Explicação Histórica
A expressão 'Se, porém dissermos: Dos homens' (ἐὰν δὲ εἴπωμεν ἐξ ἀνθρώπων) indica a segunda opção considerada pelos líderes, que implicaria uma origem humana, e, portanto, sem autoridade divina para o ministério de João. 'Tememos o povo' (φοβούμεθα τὸν ὄχλον) revela que o receio deles era a represália ou desaprovação popular, e não o juízo divino ou a verdade. O termo 'sustentavam' (εἶχον) denota uma crença generalizada e consolidada entre as massas de que João era 'verdadeiramente profeta' (ὄντως προφήτην), ou seja, um mensageiro autêntico de Deus.
Interpretação Doutrinária
Este episódio ilustra a importância da origem divina da autoridade espiritual e do temor a Deus acima do temor aos homens.

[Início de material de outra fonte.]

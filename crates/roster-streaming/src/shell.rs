//! Page shell around the streamed sections.

use crate::escape_html;

/// Head content for the shell.
#[derive(Debug, Clone, Default)]
pub struct HeadContent {
    /// Page title.
    pub title: Option<String>,
    /// Meta tags.
    pub meta: Vec<(String, String)>,
    /// Inline style blocks.
    pub styles: Vec<String>,
}

impl HeadContent {
    /// Create new head content with a title.
    pub fn new(title: impl Into<String>) -> Self {
        Self {
            title: Some(title.into()),
            ..Default::default()
        }
    }

    /// Add a meta tag.
    pub fn with_meta(mut self, name: &str, content: &str) -> Self {
        self.meta.push((name.to_string(), content.to_string()));
        self
    }

    /// Add inline CSS styles.
    pub fn with_style(mut self, css: &str) -> Self {
        self.styles.push(css.to_string());
        self
    }

    /// Render head content to HTML.
    pub fn render(&self) -> String {
        let mut html = String::from("<meta charset=\"utf-8\">\n");

        if let Some(title) = &self.title {
            html.push_str(&format!("<title>{}</title>\n", escape_html(title)));
        }

        for (name, content) in &self.meta {
            html.push_str(&format!(
                r#"<meta name="{}" content="{}">"#,
                escape_html(name),
                escape_html(content)
            ));
            html.push('\n');
        }

        for css in &self.styles {
            html.push_str(&format!("<style>{}</style>\n", css));
        }

        html
    }
}

/// Shell template; sections are streamed between opening and closing.
#[derive(Debug, Clone)]
pub struct Shell {
    /// Head content.
    pub head: HeadContent,
    /// HTML after `<body>` and before sections.
    pub body_start: String,
    /// HTML after sections, up to `</body>`.
    pub body_end: String,
}

impl Shell {
    /// Create a new shell with basic structure.
    pub fn new(head: HeadContent) -> Self {
        Self {
            head,
            body_start: "<main>\n".to_string(),
            body_end: "\n</main>\n".to_string(),
        }
    }

    /// Set custom body start HTML.
    pub fn with_body_start(mut self, html: impl Into<String>) -> Self {
        self.body_start = html.into();
        self
    }

    /// Set custom body end HTML.
    pub fn with_body_end(mut self, html: impl Into<String>) -> Self {
        self.body_end = html.into();
        self
    }

    /// Render the opening part of the shell (before sections).
    pub fn render_opening(&self) -> String {
        let mut html = String::from("<!DOCTYPE html>\n<html lang=\"en\">\n<head>\n");
        html.push_str(&self.head.render());
        html.push_str("</head>\n<body>\n");
        html.push_str(&self.body_start);
        html
    }

    /// Render the closing part of the shell (after sections).
    pub fn render_closing(&self) -> String {
        format!("{}</body>\n</html>\n", self.body_end)
    }
}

A postura dos líderes expõe a hipocrisia de quem prioriza o reconhecimento humano e a manutenção de sua posição em detrimento da verdade revelada por Deus. João Batista, como profeta enviado por Deus, exemplifica a genuína manifestação da Palavra divina, que os crentes devem discernir e aceitar, buscando sempre a aprovação celestial (Marcos 11:30).
Aplicação Prática
O cristão deve cultivar um temor reverente a Deus, que o capacita a defender a verdade bíblica e a viver em integridade, sem ceder à pressão ou ao receio da reprovação humana. É fundamental buscar a direção de Deus e não a aprovação da maioria ou de líderes que comprometem a Palavra por conveniência.
Precauções de Leitura
Não se deve usar este versículo para justificar o isolamento social ou o desrespeito ao próximo, mas sim para alertar contra a hipocrisia e a falta de coragem em proclamar a verdade de Deus. O texto foca na motivação errada dos líderes religiosos, que temiam o povo mais do que a Deus, distorcendo sua responsabilidade espiritual.